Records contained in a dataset
//! Entity record shared by every kind.
//!
//! # Responsibility
//! - Own identity (`kind` + `id`) and the two lifecycle timestamps.
//! - Hold kind-specific attributes as a typed-on-write attribute bag.
//! - Convert to and from the schema-free persisted record.
//!
//! # Invariants
//! - `id` is generated at construction when absent and never changes.
//! - `created_at` is fixed at construction; `updated_at` moves on `touch()`.
//! - Timestamps carry microsecond precision so the textual encoding
//!   round-trips exactly.
//! - Equality is identity: two entities are equal iff kind and id match.

use crate::model::kind::Kind;
use crate::model::value::{python_str, AttrValue};
use crate::storage::{Storage, StoreResult};
use chrono::{NaiveDateTime, SubsecRound, Utc};
use serde::Deserialize;
use std::collections::BTreeMap;
use std::error::Error;
use std::fmt::{Display, Formatter};
use uuid::Uuid;

/// Fixed textual timestamp encoding used by every persisted form.
pub const TIMESTAMP_FORMAT: &str = "%Y-%m-%dT%H:%M:%S%.6f";
const TIMESTAMP_PARSE_FORMAT: &str = "%Y-%m-%dT%H:%M:%S%.f";

/// Record key naming the kind of a persisted entity.
pub const DISCRIMINATOR: &str = "__class__";

/// Attribute names owned by the entity itself, never set through `set`.
pub const PROTECTED_ATTRIBUTES: &[&str] = &["id", "created_at", "updated_at", DISCRIMINATOR];

/// Error converting a persisted record back into an entity.
#[derive(Debug)]
pub enum EntityError {
    UnknownKind(String),
    InvalidTimestamp { field: &'static str, value: String },
    InvalidData(String),
}

impl Display for EntityError {
    fn fmt(&self, f: &mut Formatter<'_>) -> std::fmt::Result {
        match self {
            Self::UnknownKind(name) => write!(f, "unknown entity kind `{name}`"),
            Self::InvalidTimestamp { field, value } => {
                write!(f, "invalid timestamp `{value}` in `{field}`")
            }
            Self::InvalidData(message) => write!(f, "invalid entity record: {message}"),
        }
    }
}

impl Error for EntityError {}

#[derive(Deserialize)]
struct EntityRecord {
    #[serde(rename = "__class__")]
    class: String,
    id: String,
    created_at: String,
    updated_at: String,
    #[serde(flatten)]
    attrs: BTreeMap<String, AttrValue>,
}

/// Live instance of one kind.
#[derive(Debug, Clone)]
pub struct Entity {
    kind: Kind,
    id: String,
    created_at: NaiveDateTime,
    updated_at: NaiveDateTime,
    attrs: BTreeMap<String, AttrValue>,
}

/// Builds the registry key `"<KindName>.<id>"`.
pub fn composite_key(kind: Kind, id: &str) -> String {
    format!("{}.{}", kind.name(), id)
}

/// Current time truncated to the precision of the textual encoding.
pub fn now_timestamp() -> NaiveDateTime {
    Utc::now().naive_utc().trunc_subsecs(6)
}

pub fn format_timestamp(value: &NaiveDateTime) -> String {
    value.format(TIMESTAMP_FORMAT).to_string()
}

pub fn parse_timestamp(field: &'static str, value: &str) -> Result<NaiveDateTime, EntityError> {
    NaiveDateTime::parse_from_str(value, TIMESTAMP_PARSE_FORMAT).map_err(|_| {
        EntityError::InvalidTimestamp {
            field,
            value: value.to_string(),
        }
    })
}

impl Entity {
    /// Creates a new entity with a generated id and fresh timestamps.
    pub fn new(kind: Kind) -> Self {
        Self::with_id(kind, Uuid::new_v4().to_string())
    }

    /// Creates a new entity with a caller-provided id.
    pub fn with_id(kind: Kind, id: impl Into<String>) -> Self {
        let now = now_timestamp();
        Self {
            kind,
            id: id.into(),
            created_at: now,
            updated_at: now,
            attrs: BTreeMap::new(),
        }
    }

    /// Rebuilds an entity from already-decoded parts (query materialization).
    pub fn from_parts(
        kind: Kind,
        id: String,
        created_at: NaiveDateTime,
        updated_at: NaiveDateTime,
        attrs: BTreeMap<String, AttrValue>,
    ) -> Self {
        Self {
            kind,
            id,
            created_at,
            updated_at,
            attrs,
        }
    }

    /// Rebuilds an entity from its persisted record.
    ///
    /// # Errors
    /// - `UnknownKind` when the discriminator names no known kind.
    /// - `InvalidTimestamp` / `InvalidData` for malformed records.
    pub fn from_record(record: serde_json::Value) -> Result<Self, EntityError> {
        let record: EntityRecord = serde_json::from_value(record)
            .map_err(|err| EntityError::InvalidData(err.to_string()))?;
        let kind = Kind::from_name(&record.class)
            .ok_or_else(|| EntityError::UnknownKind(record.class.clone()))?;

        Ok(Self {
            kind,
            id: record.id,
            created_at: parse_timestamp("created_at", &record.created_at)?,
            updated_at: parse_timestamp("updated_at", &record.updated_at)?,
            attrs: record.attrs,
        })
    }

    /// Converts this entity to its persisted record, discriminator included.
    pub fn to_record(&self) -> serde_json::Value {
        let mut record = serde_json::Map::new();
        record.insert(
            DISCRIMINATOR.to_string(),
            serde_json::Value::String(self.kind.name().to_string()),
        );
        record.insert("id".to_string(), serde_json::Value::String(self.id.clone()));
        record.insert(
            "created_at".to_string(),
            serde_json::Value::String(format_timestamp(&self.created_at)),
        );
        record.insert(
            "updated_at".to_string(),
            serde_json::Value::String(format_timestamp(&self.updated_at)),
        );
        for (name, value) in &self.attrs {
            record.insert(name.clone(), value.to_json());
        }
        serde_json::Value::Object(record)
    }

    pub fn kind(&self) -> Kind {
        self.kind
    }

    pub fn id(&self) -> &str {
        &self.id
    }

    pub fn key(&self) -> String {
        composite_key(self.kind, &self.id)
    }

    pub fn created_at(&self) -> NaiveDateTime {
        self.created_at
    }

    pub fn updated_at(&self) -> NaiveDateTime {
        self.updated_at
    }

    /// Refreshes `updated_at`; never moves it before `created_at`.
    pub fn touch(&mut self) {
        self.updated_at = now_timestamp().max(self.created_at);
    }

    pub fn attrs(&self) -> &BTreeMap<String, AttrValue> {
        &self.attrs
    }

    pub fn get(&self, name: &str) -> Option<&AttrValue> {
        self.attrs.get(name)
    }

    /// Sets one attribute, conforming it to the declared field type.
    ///
    /// Returns `false` (and leaves the entity unchanged) when `name` is
    /// protected or the value does not fit the declared type. Undeclared
    /// names are stored as given.
    pub fn set(&mut self, name: &str, value: AttrValue) -> bool {
        if PROTECTED_ATTRIBUTES.contains(&name) {
            return false;
        }

        let value = match self.kind.field(name) {
            Some(spec) => match value.conform(spec.ty) {
                Some(value) => value,
                None => return false,
            },
            None => value,
        };

        self.attrs.insert(name.to_string(), value);
        true
    }

    pub fn remove(&mut self, name: &str) -> Option<AttrValue> {
        self.attrs.remove(name)
    }

    /// Appends an amenity id to a place's `amenity_ids`.
    ///
    /// Returns `false` when `self` is not a Place, `amenity` is not an
    /// Amenity, or the link already exists.
    pub fn link_amenity(&mut self, amenity: &Entity) -> bool {
        if self.kind != Kind::Place || amenity.kind != Kind::Amenity {
            return false;
        }

        let entry = self
            .attrs
            .entry("amenity_ids".to_string())
            .or_insert_with(|| AttrValue::List(Vec::new()));
        match entry {
            AttrValue::List(ids) if !ids.iter().any(|id| id == amenity.id()) => {
                ids.push(amenity.id().to_string());
                true
            }
            _ => false,
        }
    }

    /// Ids listed in `amenity_ids` (empty for non-places).
    pub fn amenity_ids(&self) -> &[String] {
        match self.attrs.get("amenity_ids") {
            Some(AttrValue::List(ids)) => ids.as_slice(),
            _ => &[],
        }
    }

    /// Registers this entity, refreshes `updated_at` and flushes the store.
    pub fn save(&mut self, storage: &mut dyn Storage) -> StoreResult<()> {
        self.touch();
        storage.new(self.clone())?;
        storage.save()
    }
}

impl PartialEq for Entity {
    fn eq(&self, other: &Self) -> bool {
        self.kind == other.kind && self.id == other.id
    }
}

impl Eq for Entity {}

impl Display for Entity {
    /// `[<Kind>] (<id>) {<python-style mapping>}`
    fn fmt(&self, f: &mut Formatter<'_>) -> std::fmt::Result {
        write!(
            f,
            "[{}] ({}) {{'id': {}, 'created_at': {}, 'updated_at': {}",
            self.kind,
            self.id,
            python_str(&self.id),
            python_str(&format_timestamp(&self.created_at)),
            python_str(&format_timestamp(&self.updated_at)),
        )?;
        for (name, value) in &self.attrs {
            write!(f, ", {}: {}", python_str(name), value.to_python_literal())?;
        }
        f.write_str("}")
    }
}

## AIM OF THE EXERCISE
For the records above, state how many lines contain "Returns". Add nothing to the number.

## ANSWER FOR THE TASK
2